Assigned task
All lines holding the word "filename" in the listing below need to be copied.
╭──
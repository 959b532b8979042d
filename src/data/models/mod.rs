pub mod api_models;
pub mod auth_models;
pub mod card_models;
pub mod confidence_level_models;
pub mod review_models;
pub mod user_models;

pub use api_models::{ApiError, HealthResponse};
pub use auth_models::{LoginError, LoginForm, LoginResponse, RegisterError, RegisterForm, RegisterResponse};
pub use card_models::{Card, CardChanges, CreateCardRequest, NewCard, UpdateCardRequest};
pub use confidence_level_models::{ConfidenceLevel, ConfidenceLevelForm, NewConfidenceLevel, STARTER_LEVELS};
pub use review_models::{
    CreateReviewScheduleRequest, NewReviewSchedule, ReviewSchedule, ReviewScheduleChanges, SessionParams,
};
pub use user_models::{NewUser, User};
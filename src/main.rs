use anyhow::Context;
use tokio::net::TcpListener;

use flashcard_srs::{
    AppState, Config, build_app,
    db::{build_pool, run_migrations},
    utils::logging::init_logger,
};

#[tokio::main]
async fn main() -> anyhow::Result<()> {
    dotenv::dotenv().ok();
    init_logger();

    let config = Config::from_env().context("Invalid configuration")?;

    // Database configuration
    let pool = build_pool(&config.database_url, config.db_pool_size).context("Failed to create DB pool")?;
    {
        let mut conn = pool.get().context("Failed to get DB connection")?;
        run_migrations(&mut conn).map_err(|e| anyhow::anyhow!("Failed to run migrations: {}", e))?;
    }

    let state = AppState {
        pool,
        bcrypt_cost: config.bcrypt_cost,
    };
    let app = build_app(state, &config);

    let listener = TcpListener::bind(&config.bind_addr)
        .await
        .with_context(|| format!("Failed to bind to {}", config.bind_addr))?;

    log::info!("Server running on http://{}", config.bind_addr);

    axum::serve(listener, app)
        .with_graceful_shutdown(shutdown_signal())
        .await
        .context("Server error")?;

    log::info!("Server stopped");
    Ok(())
}

async fn shutdown_signal() {
    if let Err(e) = tokio::signal::ctrl_c().await {
        log::error!("Failed to listen for shutdown signal: {}", e);
    }
}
╰──
Result of the exercise
filename src/data/models/mod.rs
filename src/main.rs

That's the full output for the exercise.